= Work order =
Some of the lines below need repeating. Reproduce exactly those between the lines holding "filename rust/lib/sql/src/sqlite.rs" and "pub fn open_in_memory()", inclusive.

[Items from a data source]
*** Block opens ***
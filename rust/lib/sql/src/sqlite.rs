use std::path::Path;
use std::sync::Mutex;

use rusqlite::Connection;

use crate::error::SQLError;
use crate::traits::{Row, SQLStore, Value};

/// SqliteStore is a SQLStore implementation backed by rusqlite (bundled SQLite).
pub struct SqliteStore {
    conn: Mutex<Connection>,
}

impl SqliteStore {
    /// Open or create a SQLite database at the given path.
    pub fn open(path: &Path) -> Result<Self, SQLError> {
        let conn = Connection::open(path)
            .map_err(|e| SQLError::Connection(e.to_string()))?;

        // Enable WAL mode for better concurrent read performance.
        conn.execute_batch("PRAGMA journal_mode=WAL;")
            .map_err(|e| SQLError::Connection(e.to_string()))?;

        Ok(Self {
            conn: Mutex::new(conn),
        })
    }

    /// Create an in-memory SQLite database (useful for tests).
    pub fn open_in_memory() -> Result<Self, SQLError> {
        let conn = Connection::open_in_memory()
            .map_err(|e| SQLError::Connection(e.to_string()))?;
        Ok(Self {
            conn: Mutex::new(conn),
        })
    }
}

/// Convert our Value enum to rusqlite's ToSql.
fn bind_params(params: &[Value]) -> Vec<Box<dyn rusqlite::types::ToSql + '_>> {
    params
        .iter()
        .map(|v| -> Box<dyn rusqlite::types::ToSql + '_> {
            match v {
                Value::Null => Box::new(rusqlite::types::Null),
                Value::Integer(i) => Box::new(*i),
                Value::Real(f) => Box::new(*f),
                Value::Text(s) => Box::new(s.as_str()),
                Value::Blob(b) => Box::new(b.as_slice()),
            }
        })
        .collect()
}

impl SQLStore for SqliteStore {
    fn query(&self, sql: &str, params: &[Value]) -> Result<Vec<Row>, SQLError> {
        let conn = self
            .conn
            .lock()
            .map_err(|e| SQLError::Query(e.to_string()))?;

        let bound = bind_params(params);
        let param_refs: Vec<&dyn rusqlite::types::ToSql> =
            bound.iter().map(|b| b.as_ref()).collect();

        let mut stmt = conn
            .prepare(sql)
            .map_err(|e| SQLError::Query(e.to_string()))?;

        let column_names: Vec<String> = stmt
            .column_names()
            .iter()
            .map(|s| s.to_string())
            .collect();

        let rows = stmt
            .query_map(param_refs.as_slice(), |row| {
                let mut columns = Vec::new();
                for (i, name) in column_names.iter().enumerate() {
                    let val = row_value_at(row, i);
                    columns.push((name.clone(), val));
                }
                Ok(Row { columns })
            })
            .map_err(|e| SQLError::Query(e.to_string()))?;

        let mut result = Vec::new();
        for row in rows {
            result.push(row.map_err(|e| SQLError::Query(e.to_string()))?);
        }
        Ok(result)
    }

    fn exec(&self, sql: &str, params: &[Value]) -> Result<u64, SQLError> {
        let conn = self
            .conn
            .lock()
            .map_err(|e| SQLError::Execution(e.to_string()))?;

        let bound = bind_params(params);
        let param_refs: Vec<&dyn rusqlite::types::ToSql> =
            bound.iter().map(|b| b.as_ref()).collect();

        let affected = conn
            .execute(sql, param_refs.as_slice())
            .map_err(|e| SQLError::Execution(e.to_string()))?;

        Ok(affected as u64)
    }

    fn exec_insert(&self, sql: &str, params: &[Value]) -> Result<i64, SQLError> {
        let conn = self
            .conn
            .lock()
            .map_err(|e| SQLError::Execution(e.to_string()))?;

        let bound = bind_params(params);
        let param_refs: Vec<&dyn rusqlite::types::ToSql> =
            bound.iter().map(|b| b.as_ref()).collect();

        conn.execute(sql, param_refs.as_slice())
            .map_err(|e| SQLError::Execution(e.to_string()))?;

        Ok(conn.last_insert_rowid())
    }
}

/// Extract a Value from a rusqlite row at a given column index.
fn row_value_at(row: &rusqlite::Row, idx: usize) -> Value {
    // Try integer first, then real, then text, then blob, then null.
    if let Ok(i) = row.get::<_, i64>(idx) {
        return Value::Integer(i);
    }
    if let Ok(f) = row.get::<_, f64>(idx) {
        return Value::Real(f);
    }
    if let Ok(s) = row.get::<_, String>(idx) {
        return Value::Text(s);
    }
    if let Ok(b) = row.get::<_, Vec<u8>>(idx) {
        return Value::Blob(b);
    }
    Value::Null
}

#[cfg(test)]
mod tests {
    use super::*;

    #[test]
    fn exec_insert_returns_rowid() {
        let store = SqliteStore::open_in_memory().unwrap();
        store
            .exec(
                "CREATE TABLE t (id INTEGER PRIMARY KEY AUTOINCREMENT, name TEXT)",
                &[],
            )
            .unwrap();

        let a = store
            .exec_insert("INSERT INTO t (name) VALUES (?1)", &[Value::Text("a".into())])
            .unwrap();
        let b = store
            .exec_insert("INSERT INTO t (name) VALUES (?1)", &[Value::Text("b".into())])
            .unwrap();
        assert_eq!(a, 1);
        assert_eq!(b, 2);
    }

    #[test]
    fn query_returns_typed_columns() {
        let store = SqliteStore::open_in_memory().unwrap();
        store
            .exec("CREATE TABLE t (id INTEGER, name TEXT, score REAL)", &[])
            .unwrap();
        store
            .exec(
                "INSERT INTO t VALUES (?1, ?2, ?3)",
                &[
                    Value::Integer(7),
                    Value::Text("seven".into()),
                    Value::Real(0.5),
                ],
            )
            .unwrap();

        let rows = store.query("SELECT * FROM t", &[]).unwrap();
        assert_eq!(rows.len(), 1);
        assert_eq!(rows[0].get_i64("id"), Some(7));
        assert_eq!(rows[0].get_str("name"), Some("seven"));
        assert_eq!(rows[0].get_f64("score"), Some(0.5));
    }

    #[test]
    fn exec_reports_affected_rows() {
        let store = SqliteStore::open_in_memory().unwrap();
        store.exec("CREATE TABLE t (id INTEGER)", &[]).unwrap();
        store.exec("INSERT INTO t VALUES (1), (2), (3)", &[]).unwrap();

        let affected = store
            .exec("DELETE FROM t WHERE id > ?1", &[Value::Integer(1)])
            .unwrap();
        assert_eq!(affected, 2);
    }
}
*** Block closes ***
*** Block opens ***
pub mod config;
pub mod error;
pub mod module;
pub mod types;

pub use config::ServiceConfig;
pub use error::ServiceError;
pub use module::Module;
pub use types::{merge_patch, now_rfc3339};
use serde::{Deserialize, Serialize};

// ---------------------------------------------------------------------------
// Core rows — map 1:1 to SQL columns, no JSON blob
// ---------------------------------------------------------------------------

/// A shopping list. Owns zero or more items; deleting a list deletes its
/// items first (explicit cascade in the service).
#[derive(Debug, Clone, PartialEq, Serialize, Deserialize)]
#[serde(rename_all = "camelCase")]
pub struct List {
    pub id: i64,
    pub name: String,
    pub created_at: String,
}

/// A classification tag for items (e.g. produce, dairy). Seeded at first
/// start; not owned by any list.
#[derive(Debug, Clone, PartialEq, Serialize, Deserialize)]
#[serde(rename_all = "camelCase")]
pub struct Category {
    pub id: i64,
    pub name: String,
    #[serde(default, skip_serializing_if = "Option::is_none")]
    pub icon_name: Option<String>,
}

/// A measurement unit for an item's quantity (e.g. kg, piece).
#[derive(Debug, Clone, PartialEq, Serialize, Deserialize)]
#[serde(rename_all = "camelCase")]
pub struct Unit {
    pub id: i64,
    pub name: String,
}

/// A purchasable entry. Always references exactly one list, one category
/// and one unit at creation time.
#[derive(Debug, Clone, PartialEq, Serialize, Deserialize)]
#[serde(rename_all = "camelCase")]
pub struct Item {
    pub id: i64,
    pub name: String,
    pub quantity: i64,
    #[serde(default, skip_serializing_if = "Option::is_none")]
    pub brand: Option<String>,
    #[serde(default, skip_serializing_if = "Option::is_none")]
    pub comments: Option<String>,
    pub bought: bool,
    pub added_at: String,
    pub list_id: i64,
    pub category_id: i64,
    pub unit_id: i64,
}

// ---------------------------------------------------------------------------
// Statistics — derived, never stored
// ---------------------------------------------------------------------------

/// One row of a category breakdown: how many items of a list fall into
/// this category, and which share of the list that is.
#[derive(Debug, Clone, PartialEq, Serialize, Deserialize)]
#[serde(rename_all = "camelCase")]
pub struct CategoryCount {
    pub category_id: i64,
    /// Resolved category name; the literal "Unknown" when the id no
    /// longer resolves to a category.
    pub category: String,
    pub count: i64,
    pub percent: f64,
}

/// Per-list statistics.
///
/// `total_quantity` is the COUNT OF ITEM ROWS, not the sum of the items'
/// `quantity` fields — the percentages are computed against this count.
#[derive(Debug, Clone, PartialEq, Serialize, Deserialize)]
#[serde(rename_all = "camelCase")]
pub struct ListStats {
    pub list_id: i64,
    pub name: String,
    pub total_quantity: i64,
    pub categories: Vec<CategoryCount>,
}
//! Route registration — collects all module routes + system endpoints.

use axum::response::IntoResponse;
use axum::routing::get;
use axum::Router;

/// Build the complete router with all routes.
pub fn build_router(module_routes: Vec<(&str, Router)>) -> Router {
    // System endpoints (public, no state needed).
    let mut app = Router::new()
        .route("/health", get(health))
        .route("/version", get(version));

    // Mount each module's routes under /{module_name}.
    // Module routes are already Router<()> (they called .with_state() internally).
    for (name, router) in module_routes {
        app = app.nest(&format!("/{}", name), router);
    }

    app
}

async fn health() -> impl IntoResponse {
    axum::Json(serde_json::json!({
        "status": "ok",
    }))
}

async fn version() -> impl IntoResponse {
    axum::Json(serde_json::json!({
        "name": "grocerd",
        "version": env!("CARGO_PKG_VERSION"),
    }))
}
*** Block closes ***
*** Block opens ***
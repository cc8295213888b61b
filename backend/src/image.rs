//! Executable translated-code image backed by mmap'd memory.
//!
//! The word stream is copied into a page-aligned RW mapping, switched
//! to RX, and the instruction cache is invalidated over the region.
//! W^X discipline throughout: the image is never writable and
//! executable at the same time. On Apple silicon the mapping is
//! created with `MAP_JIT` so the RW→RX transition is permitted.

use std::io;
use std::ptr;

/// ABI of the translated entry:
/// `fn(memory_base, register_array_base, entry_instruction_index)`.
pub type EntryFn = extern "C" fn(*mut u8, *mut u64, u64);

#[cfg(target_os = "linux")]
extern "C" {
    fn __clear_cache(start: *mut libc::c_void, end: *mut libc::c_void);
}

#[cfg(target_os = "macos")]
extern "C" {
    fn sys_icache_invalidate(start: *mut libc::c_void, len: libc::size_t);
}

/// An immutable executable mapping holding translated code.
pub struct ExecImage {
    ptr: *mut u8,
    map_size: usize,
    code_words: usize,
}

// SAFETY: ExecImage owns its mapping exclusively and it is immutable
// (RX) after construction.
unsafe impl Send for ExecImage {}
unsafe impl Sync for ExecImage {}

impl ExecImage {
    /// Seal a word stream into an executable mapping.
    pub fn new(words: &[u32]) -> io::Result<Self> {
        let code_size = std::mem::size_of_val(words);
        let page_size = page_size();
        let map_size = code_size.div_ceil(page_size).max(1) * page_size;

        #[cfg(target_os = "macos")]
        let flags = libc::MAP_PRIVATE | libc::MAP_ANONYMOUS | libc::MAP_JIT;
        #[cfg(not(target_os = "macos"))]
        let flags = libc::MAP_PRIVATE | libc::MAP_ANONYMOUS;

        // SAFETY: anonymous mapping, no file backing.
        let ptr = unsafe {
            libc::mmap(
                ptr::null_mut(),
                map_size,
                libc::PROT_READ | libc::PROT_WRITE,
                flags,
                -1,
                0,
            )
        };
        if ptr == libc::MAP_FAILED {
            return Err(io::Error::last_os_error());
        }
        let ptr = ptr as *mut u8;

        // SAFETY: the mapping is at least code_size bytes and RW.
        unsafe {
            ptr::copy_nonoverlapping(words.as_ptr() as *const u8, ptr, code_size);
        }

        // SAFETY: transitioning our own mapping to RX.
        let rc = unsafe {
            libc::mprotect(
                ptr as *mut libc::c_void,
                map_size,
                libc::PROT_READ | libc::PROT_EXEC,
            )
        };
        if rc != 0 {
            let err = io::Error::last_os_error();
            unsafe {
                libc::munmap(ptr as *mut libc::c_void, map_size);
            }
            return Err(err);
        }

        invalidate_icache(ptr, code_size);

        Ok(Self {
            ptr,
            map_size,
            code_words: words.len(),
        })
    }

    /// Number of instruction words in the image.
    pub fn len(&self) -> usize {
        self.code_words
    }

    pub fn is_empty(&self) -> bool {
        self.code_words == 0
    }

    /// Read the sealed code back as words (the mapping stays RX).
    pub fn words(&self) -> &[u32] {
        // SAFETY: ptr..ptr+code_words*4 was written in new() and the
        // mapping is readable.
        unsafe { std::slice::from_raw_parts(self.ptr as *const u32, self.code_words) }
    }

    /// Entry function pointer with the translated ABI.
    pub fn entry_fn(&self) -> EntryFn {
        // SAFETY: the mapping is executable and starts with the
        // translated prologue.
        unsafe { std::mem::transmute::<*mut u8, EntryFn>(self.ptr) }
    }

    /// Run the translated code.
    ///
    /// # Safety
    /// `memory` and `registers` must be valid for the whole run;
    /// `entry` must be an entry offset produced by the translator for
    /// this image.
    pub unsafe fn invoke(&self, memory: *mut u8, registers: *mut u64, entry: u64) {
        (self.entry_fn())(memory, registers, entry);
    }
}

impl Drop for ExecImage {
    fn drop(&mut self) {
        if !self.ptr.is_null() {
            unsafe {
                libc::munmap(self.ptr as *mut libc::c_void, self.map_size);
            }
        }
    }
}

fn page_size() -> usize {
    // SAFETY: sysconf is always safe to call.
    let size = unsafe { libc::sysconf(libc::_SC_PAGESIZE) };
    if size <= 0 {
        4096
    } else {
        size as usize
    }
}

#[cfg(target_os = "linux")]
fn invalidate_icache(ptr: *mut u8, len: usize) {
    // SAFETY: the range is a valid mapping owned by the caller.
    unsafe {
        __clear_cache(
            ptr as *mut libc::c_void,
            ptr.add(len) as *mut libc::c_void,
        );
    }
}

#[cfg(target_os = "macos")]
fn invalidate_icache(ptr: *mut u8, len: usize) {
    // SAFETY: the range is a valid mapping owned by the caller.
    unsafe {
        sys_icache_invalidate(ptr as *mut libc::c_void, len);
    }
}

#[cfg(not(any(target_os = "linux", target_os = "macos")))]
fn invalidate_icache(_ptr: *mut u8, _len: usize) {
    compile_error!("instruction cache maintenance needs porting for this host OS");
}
*** Block closes ***
= Solution to this task =
filename rust/lib/sql/src/sqlite.rs
use std::path::Path;
use std::sync::Mutex;

use rusqlite::Connection;

use crate::error::SQLError;
use crate::traits::{Row, SQLStore, Value};

/// SqliteStore is a SQLStore implementation backed by rusqlite (bundled SQLite).
pub struct SqliteStore {
    conn: Mutex<Connection>,
}

impl SqliteStore {
    /// Open or create a SQLite database at the given path.
    pub fn open(path: &Path) -> Result<Self, SQLError> {
        let conn = Connection::open(path)
            .map_err(|e| SQLError::Connection(e.to_string()))?;

        // Enable WAL mode for better concurrent read performance.
        conn.execute_batch("PRAGMA journal_mode=WAL;")
            .map_err(|e| SQLError::Connection(e.to_string()))?;

        Ok(Self {
            conn: Mutex::new(conn),
        })
    }

    /// Create an in-memory SQLite database (useful for tests).
    pub fn open_in_memory() -> Result<Self, SQLError> {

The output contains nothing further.